It's obscene. It's ridiculous. It's absolutely absurd in the context of, say, Africa, an entire continent falling off the face of the globe, starving and having each other hacked to death and getting corn-holed, while these people are getting more money for hair than the entire budget of Chad! Yet our media suggests that that is glamour, that Sharon Stone wearing a $400,000 ring or Madonna wearing Princess Grace's tiara is legitimate and glamorous. Maybe Ralph Nader should be glamorous for having saved hundreds of thousands of lives and getting paid nothing for it. Maybe the doctor who just died in Uganda, trying to treat people with the Ebola virus, should be glamorous. They gave him about two lines in the New York Times.

Some people might say that you are fatally flawed as a spokesman for independent art and cinema. Your movies involve naked women; copious amounts of vomit, urine, feces and blood; and what might be called a juvenile sensibility.

Well, if you read the reviews of "Terror Firmer" you will see constant comparisons to Salvador Dali and Marcel Duchamp. The word "auteur" is used. Elvis Mitchell, the No. 1 critic at the New York Times, just wrote a review of "Chocolat," by the guy who made that shitty "Cider House Rules" movie [Lasse Hallström]. At the end of the review, he said that Lloyd Kaufman should make the sequel. Not to mention the fact that the Los Angeles Times glorifies the Farrelly brothers for doing shit jokes, whereas Troma was doing them in 1975 or 1976. The New Orleans Times-Picayune pointed out, about "Terror Firmer," that were there not a Lloyd Kaufman, there probably wouldn't have been "There's Something About Mary" -- I imagine referring to the semen-in-the-hair joke that everyone loved so much.

Stern got such positive approval for his movie ["Private Parts"], with all its fart jokes and lesbian sex. When we do that stuff, we do it in the context of the underdog and the context of going into new territory. We don't just do it for a cheap laugh. Penny Marshall does a movie about a female baseball team; we made "Squeeze Play" in 1976.

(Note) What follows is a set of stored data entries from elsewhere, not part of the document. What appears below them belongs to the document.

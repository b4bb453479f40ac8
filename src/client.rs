//! Sans-IO API client implementation.

use bytes::Bytes;
use serde::Deserialize;

use crate::error::{Error, Result};
use crate::listing::{parse_comments, parse_posts, RawComment, RawPost};
use crate::request::{Authorization, HttpRequest, Request};

/// Decoded result of one API exchange.
#[derive(Debug, Clone, PartialEq)]
pub enum Response {
    /// Token exchange succeeded
    Token {
        /// Lifetime of the token in seconds, if reported
        expires_in: Option<u64>,
    },
    /// Posts by the audited user, newest first
    Posts(Vec<RawPost>),
    /// Comments by the audited user, newest first
    Comments(Vec<RawComment>),
}

/// Sans-IO API client.
///
/// This client handles request encoding, response decoding and session state
/// without performing any I/O. Callers send the [`HttpRequest`] values it
/// produces and feed the status and body of each reply back in.
pub struct Client {
    client_id: String,
    state: ClientState,
    pending: Option<Request>,
}

#[derive(Clone, PartialEq)]
enum ClientState {
    /// No token yet
    Unauthenticated,
    /// Holding a bearer token
    Authenticated { token: String },
}

#[derive(Debug, Deserialize)]
struct TokenReply {
    #[serde(default)]
    access_token: Option<String>,
    #[serde(default)]
    expires_in: Option<u64>,
    #[serde(default)]
    error: Option<String>,
}

impl Client {
    /// Create a client for the given OAuth client ID.
    pub fn new(client_id: impl Into<String>) -> Self {
        Self {
            client_id: client_id.into(),
            state: ClientState::Unauthenticated,
            pending: None,
        }
    }

    /// Encode a request for transmission.
    ///
    /// Listing requests need a token from an earlier [`Request::AccessToken`]
    /// exchange. Only one request may be in flight at a time.
    pub fn encode_request(&mut self, request: Request) -> Result<HttpRequest> {
        if let Some(pending) = &self.pending {
            return Err(Error::InvalidResponse(format!(
                "Request already in flight: {}",
                describe(pending)
            )));
        }

        let mut encoded = request.encode()?;
        encoded.authorization = match (&request, &self.state) {
            (Request::AccessToken { credentials, .. }, _) => Some(Authorization::Basic {
                client_id: self.client_id.clone(),
                client_secret: credentials.client_secret.clone(),
            }),
            (_, ClientState::Authenticated { token }) => {
                Some(Authorization::Bearer(token.clone()))
            }
            (_, ClientState::Unauthenticated) => {
                return Err(Error::Auth(format!(
                    "{} requires an authenticated session",
                    describe(&request)
                )));
            }
        };

        self.pending = Some(request);
        Ok(encoded)
    }

    /// Decode the reply to the request in flight.
    ///
    /// `status` is the HTTP status code and `body` the raw response body.
    pub fn decode_response(&mut self, status: u16, body: impl Into<Bytes>) -> Result<Response> {
        let request = self
            .pending
            .take()
            .ok_or_else(|| Error::InvalidResponse("No request in flight".to_string()))?;
        let body: Bytes = body.into();

        if !(200..300).contains(&status) {
            let message = String::from_utf8_lossy(&body).trim().to_string();
            return Err(match request {
                Request::AccessToken { .. } => {
                    self.state = ClientState::Unauthenticated;
                    Error::Auth(format!("Token request failed with status {status}: {message}"))
                }
                _ => {
                    if status == 401 {
                        // Expired or revoked token
                        self.state = ClientState::Unauthenticated;
                    }
                    Error::Api { status, message }
                }
            });
        }

        match request {
            Request::AccessToken { .. } => {
                let reply: TokenReply = serde_json::from_slice(&body)?;
                match (reply.access_token, reply.error) {
                    (Some(token), None) if !token.is_empty() => {
                        self.state = ClientState::Authenticated { token };
                        Ok(Response::Token {
                            expires_in: reply.expires_in,
                        })
                    }
                    (_, error) => {
                        self.state = ClientState::Unauthenticated;
                        Err(Error::Auth(
                            error.unwrap_or_else(|| "No access token in reply".to_string()),
                        ))
                    }
                }
            }
            Request::UserPosts { community, .. } => {
                Ok(Response::Posts(parse_posts(&body, &community)?))
            }
            Request::UserComments { community, .. } => {
                Ok(Response::Comments(parse_comments(&body, &community)?))
            }
        }
    }

    /// Drop the request in flight without a reply, e.g. after a transport failure.
    ///
    /// The session keeps its token. Returns `true` if a request was pending.
    pub fn abort_pending(&mut self) -> bool {
        self.pending.take().is_some()
    }

    /// Get the current client state.
    pub fn state(&self) -> &str {
        if self.pending.is_some() {
            return "waiting";
        }
        match self.state {
            ClientState::Unauthenticated => "unauthenticated",
            ClientState::Authenticated { .. } => "authenticated",
        }
    }

    /// Check if the client is ready to send a request.
    pub fn is_ready(&self) -> bool {
        self.pending.is_none()
    }

    /// Check if the client holds a bearer token.
    pub fn is_authenticated(&self) -> bool {
        matches!(self.state, ClientState::Authenticated { .. })
    }
}

fn describe(request: &Request) -> &'static str {
    match request {
        Request::AccessToken { .. } => "token request",
        Request::UserPosts { .. } => "post listing",
        Request::UserComments { .. } => "comment listing",
    }
}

I have to admit that the New York Times, with Vincent Canby and Janet Maslin, and to some extent Kevin Thomas in the Los Angeles Times, have understood us from the beginning. We have always gotten good reviews from the major critics. Most of the Roger Ebert types who used to cover us are now controlled by Disney. They obviously have been given instructions -- at least that's my opinion -- to marginalize anyone who is not part of the little circle of big-time operators. And it's not like there isn't demand. There were riots at Cannes two years ago because people couldn't get into the screenings for "Terror Firmer." We had to have extra screenings.

Dario Argento's "The Stendhal Syndrome" was distributed by Troma. It should have been distributed by a major studio, but because he committed the sin of making an independent movie, Troma ended up as the American distributor. Certainly Ebert and those guys didn't review it, although this man is a world-class director. The Film Forum, a venue that's supposed to foist the flag of independent spirit, would not play the film. I know damn well that if it had the Miramax label on it, "The Stendhal Syndrome" would have been played by every movie theater in the country, and would have been all over HBO and all over Showtime and all over Blockbuster. If somebody made "A Love Song for Hitler" and it had Viacom's imprint, it would be in every store.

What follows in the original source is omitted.